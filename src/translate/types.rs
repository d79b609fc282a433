//! Translation error types

use thiserror::Error;

/// Errors raised by translation backends.
///
/// Callers other than the fallback wrapper must not catch these; recovery
/// happens in exactly one place.
#[derive(Debug, Error)]
pub enum TranslationError {
    #[error("Empty input")]
    EmptyInput,

    #[error("HTTP error: {0}")]
    Http(#[from] reqwest::Error),

    #[error("API error: {0}")]
    Api(String),

    #[error("Malformed response: {0}")]
    MalformedResponse(String),
}
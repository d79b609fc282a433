//! PDF Babel
//!
//! Batch-converts every PDF in the input folder into a translated Word
//! document, rendering pages to high-resolution bitmaps and running OCR to
//! recover text with approximate positions.

use std::sync::Arc;

use anyhow::Context;
use tracing_subscriber::{layer::SubscriberExt, util::SubscriberInitExt};

use pdf_babel::batch::BatchRunner;
use pdf_babel::config::{Config, OcrEngineKind};
use pdf_babel::ocr::{OcrEngine, PaddleServerEngine, TesseractEngine};
use pdf_babel::translate::GoogleWebTranslator;

#[tokio::main]
async fn main() -> anyhow::Result<()> {
    // Initialize tracing
    tracing_subscriber::registry()
        .with(
            tracing_subscriber::EnvFilter::try_from_default_env()
                .unwrap_or_else(|_| "pdf_babel=info".into()),
        )
        .with(tracing_subscriber::fmt::layer())
        .init();

    let config = Config::default();

    tracing::info!("Starting pdf-babel v{}", env!("CARGO_PKG_VERSION"));
    tracing::info!("Input folder: {}", config.paths.input_dir.display());
    tracing::info!(
        "Translating {} -> {}",
        config.translate.source,
        config.translate.target
    );

    let ocr: Arc<dyn OcrEngine> = match config.ocr.engine {
        OcrEngineKind::Paddle => Arc::new(PaddleServerEngine::new(&config.ocr.paddle)),
        OcrEngineKind::Tesseract => Arc::new(TesseractEngine::new(&config.ocr.tesseract)),
    };
    let translator = Arc::new(GoogleWebTranslator::new(&config.translate));

    let runner = BatchRunner::new(config, ocr, translator);
    let summary = runner.run().await.context("batch run failed")?;

    tracing::info!(
        "Done: {} file(s), {} page(s) processed",
        summary.files,
        summary.pages
    );
    Ok(())
}
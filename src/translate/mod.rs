//! Translation boundary
//!
//! Translates recognized text from a fixed source language to a fixed target
//! language. Failures never abort the batch: [`translate_or_original`] is the
//! single recovery point in the whole pipeline, substituting the original
//! text when the backend fails.

mod provider;
mod types;

pub use provider::{GoogleWebTranslator, Translator};
pub use types::TranslationError;

/// Translate `text`, falling back to the original on any failure.
pub async fn translate_or_original(translator: &dyn Translator, text: &str) -> String {
    match translator.translate(text).await {
        Ok(translated) => translated,
        Err(e) => {
            tracing::warn!("Translation failed, keeping original text: {}", e);
            text.to_string()
        }
    }
}
//! Page rasterization via MuPDF
//!
//! Renders single PDF pages to high-resolution PNG bitmaps for the OCR
//! engine. The bitmap's pixel dimensions are returned alongside the encoded
//! bytes because the position mapping downstream depends on them exactly.

mod renderer;
mod types;

pub use renderer::{PdfRenderError, PdfRenderer};
pub use types::PageBitmap;
//! Run configuration
//!
//! Every parameter of a batch run lives here as plain structs whose defaults
//! are the fixed constants of the pipeline. Nothing is read from the command
//! line, the environment, or a config file; `Config::default()` is the whole
//! configuration story.

use std::path::PathBuf;

use serde::{Deserialize, Serialize};

/// Full configuration for one batch run.
#[derive(Debug, Clone, Default, Serialize, Deserialize)]
pub struct Config {
    pub paths: PathsConfig,
    pub render: RenderConfig,
    pub ocr: OcrConfig,
    pub translate: TranslateConfig,
    pub docx: DocxConfig,
}

/// Input and output folder layout.
#[derive(Debug, Clone, Serialize, Deserialize)]
pub struct PathsConfig {
    /// Folder scanned (non-recursively) for `.pdf` files.
    pub input_dir: PathBuf,
    /// Output root; created before processing if absent.
    pub output_dir: PathBuf,
}

impl PathsConfig {
    /// Folder receiving one PNG per rendered page.
    pub fn images_dir(&self) -> PathBuf {
        self.output_dir.join("images")
    }

    /// Folder receiving one Word document per input PDF.
    pub fn word_files_dir(&self) -> PathBuf {
        self.output_dir.join("word_files")
    }
}

impl Default for PathsConfig {
    fn default() -> Self {
        Self {
            input_dir: PathBuf::from("input"),
            output_dir: PathBuf::from("output"),
        }
    }
}

/// Page rasterization parameters.
#[derive(Debug, Clone, Serialize, Deserialize)]
pub struct RenderConfig {
    /// Scale factor applied to the PDF's 72-dpi coordinate space
    /// (1.0 = 72 DPI, the default yields 600 DPI).
    pub zoom: f32,
}

impl RenderConfig {
    /// Effective resolution, used in the image filename label.
    pub fn dpi(&self) -> u32 {
        (self.zoom * 72.0).round() as u32
    }
}

impl Default for RenderConfig {
    fn default() -> Self {
        Self { zoom: 600.0 / 72.0 }
    }
}

/// OCR engine selection and per-engine settings.
#[derive(Debug, Clone, Default, Serialize, Deserialize)]
pub struct OcrConfig {
    pub engine: OcrEngineKind,
    pub paddle: PaddleOcrConfig,
    pub tesseract: TesseractOcrConfig,
}

/// Which OCR backend the batch uses.
#[derive(Debug, Clone, Copy, PartialEq, Eq, Default, Serialize, Deserialize)]
#[serde(rename_all = "lowercase")]
pub enum OcrEngineKind {
    /// PaddleOCR reached over HTTP.
    #[default]
    Paddle,
    /// Tesseract CLI subprocess.
    Tesseract,
}

/// Settings for a PaddleOCR serving endpoint.
#[derive(Debug, Clone, Serialize, Deserialize)]
pub struct PaddleOcrConfig {
    /// Base URL of the PaddleOCR server.
    pub base_url: String,
    /// Recognition language code (PaddleOCR vocabulary, e.g. "ch").
    pub language: String,
    /// Whether the server should run its text-angle classifier.
    pub use_angle_cls: bool,
}

impl Default for PaddleOcrConfig {
    fn default() -> Self {
        Self {
            base_url: "http://localhost:8866".to_string(),
            language: "ch".to_string(),
            use_angle_cls: true,
        }
    }
}

/// Settings for the Tesseract CLI.
#[derive(Debug, Clone, Serialize, Deserialize)]
pub struct TesseractOcrConfig {
    /// Language pack (Tesseract vocabulary, e.g. "chi_sim").
    pub language: String,
    /// Page segmentation mode (0-13).
    pub psm: u8,
}

impl Default for TesseractOcrConfig {
    fn default() -> Self {
        Self {
            language: "chi_sim".to_string(),
            psm: 3,
        }
    }
}

/// Translation source and target.
#[derive(Debug, Clone, Serialize, Deserialize)]
pub struct TranslateConfig {
    /// Source language code (e.g. "zh-CN").
    pub source: String,
    /// Target language code (e.g. "vi").
    pub target: String,
    /// Translation endpoint URL.
    pub endpoint: String,
}

impl Default for TranslateConfig {
    fn default() -> Self {
        Self {
            source: "zh-CN".to_string(),
            target: "vi".to_string(),
            endpoint: "https://translate.googleapis.com/translate_a/single".to_string(),
        }
    }
}

/// Fixed styling for output paragraphs.
#[derive(Debug, Clone, Serialize, Deserialize)]
pub struct DocxConfig {
    /// Typeface applied to ascii, hi-ansi and east-asian runs, so CJK
    /// characters fall back to the same font.
    pub font: String,
    /// Paragraph font size in points.
    pub font_size_pt: usize,
}

impl Default for DocxConfig {
    fn default() -> Self {
        Self {
            font: "Arial".to_string(),
            font_size_pt: 10,
        }
    }
}
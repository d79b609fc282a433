//! Batch driver
//!
//! Enumerates the input folder for PDF files and drives the per-page pipeline
//! strictly sequentially: rasterize, save the bitmap, OCR, map positions,
//! translate, append to the output document. One Word document is produced
//! per input PDF, one PNG per page.
//!
//! Translation failures are recovered line by line; any rasterization, OCR or
//! file-I/O error aborts the whole batch.

use std::fs;
use std::path::Path;
use std::sync::Arc;

use thiserror::Error;

use crate::config::{Config, PathsConfig};
use crate::docx::{DocxAssembler, DocxError, PositionedLine};
use crate::layout::PageGeometry;
use crate::ocr::{OcrEngine, OcrError};
use crate::pdf::{PdfRenderError, PdfRenderer};
use crate::translate::{translate_or_original, Translator};

/// Fatal batch errors. Translation failures never surface here.
#[derive(Debug, Error)]
pub enum BatchError {
    #[error("IO error: {0}")]
    Io(#[from] std::io::Error),

    #[error(transparent)]
    Render(#[from] PdfRenderError),

    #[error(transparent)]
    Ocr(#[from] OcrError),

    #[error(transparent)]
    Docx(#[from] DocxError),
}

/// Totals reported after a completed run.
#[derive(Debug, Clone, Copy, Default)]
pub struct BatchSummary {
    pub files: usize,
    pub pages: usize,
}

/// Runs the whole batch with injected OCR and translation services.
pub struct BatchRunner {
    config: Config,
    ocr: Arc<dyn OcrEngine>,
    translator: Arc<dyn Translator>,
}

impl BatchRunner {
    pub fn new(config: Config, ocr: Arc<dyn OcrEngine>, translator: Arc<dyn Translator>) -> Self {
        Self {
            config,
            ocr,
            translator,
        }
    }

    /// Process every `.pdf` in the input folder, in directory-listing order.
    pub async fn run(&self) -> Result<BatchSummary, BatchError> {
        ensure_output_dirs(&self.config.paths)?;

        let mut summary = BatchSummary::default();
        for entry in fs::read_dir(&self.config.paths.input_dir)? {
            let entry = entry?;
            let file_name = entry.file_name().to_string_lossy().into_owned();
            // Case-sensitive extension match, non-recursive.
            if !file_name.ends_with(".pdf") {
                continue;
            }

            let path = entry.path();
            tracing::info!("Processing {}", path.display());
            summary.pages += self.process_pdf(&path, &file_name).await?;
            summary.files += 1;
        }

        Ok(summary)
    }

    /// Convert one PDF into one Word document; returns the page count.
    async fn process_pdf(&self, path: &Path, file_name: &str) -> Result<usize, BatchError> {
        let renderer = PdfRenderer::open(path)?;
        let mut assembler = DocxAssembler::new(
            file_name,
            &self.config.translate.target,
            &self.config.docx,
        );

        let zoom = self.config.render.zoom;
        let dpi = self.config.render.dpi();
        let images_dir = self.config.paths.images_dir();

        for page_index in 0..renderer.page_count() {
            let bitmap = renderer.render_page(page_index, zoom)?;

            let image_path = images_dir.join(image_file_name(file_name, page_index + 1, dpi));
            fs::write(&image_path, &bitmap.png)?;

            let lines = self.ocr.recognize(&image_path).await?;
            tracing::debug!(
                "Page {}: {} line(s) recognized by {}",
                page_index + 1,
                lines.len(),
                self.ocr.name()
            );

            assembler.start_page(page_index + 1);

            // Scale with the dimensions of the exact bitmap that was OCR'd.
            let geometry = PageGeometry {
                width: bitmap.width,
                height: bitmap.height,
            };
            for line in &lines {
                let left_indent_pt = geometry.left_indent_pt(line.quad.top_left().x);
                let text = translate_or_original(self.translator.as_ref(), &line.text).await;
                assembler.add_line(&PositionedLine {
                    text,
                    left_indent_pt,
                });
            }
        }

        let document_path = self
            .config
            .paths
            .word_files_dir()
            .join(document_file_name(file_name));
        assembler.save(&document_path)?;
        tracing::info!(
            "Translated OCR results saved to {}",
            document_path.display()
        );

        Ok(renderer.page_count())
    }
}

/// Create the output root and its two subfolders before the batch loop runs.
pub fn ensure_output_dirs(paths: &PathsConfig) -> std::io::Result<()> {
    fs::create_dir_all(&paths.output_dir)?;
    fs::create_dir_all(paths.images_dir())?;
    fs::create_dir_all(paths.word_files_dir())?;
    Ok(())
}

/// Filename of the saved page bitmap (`n` is 1-based).
pub fn image_file_name(pdf_file_name: &str, page_number: usize, dpi: u32) -> String {
    format!("{}_page_{}_{}dpi.png", pdf_file_name, page_number, dpi)
}

/// Filename of the output Word document.
pub fn document_file_name(pdf_file_name: &str) -> String {
    format!("{}_ocr_results_translated.docx", pdf_file_name)
}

Action item. Copy out the lines above that hold the string "Scale".

Answer for the task.
    /// Scale factor applied to the PDF's 72-dpi coordinate space
            // Scale with the dimensions of the exact bitmap that was OCR'd.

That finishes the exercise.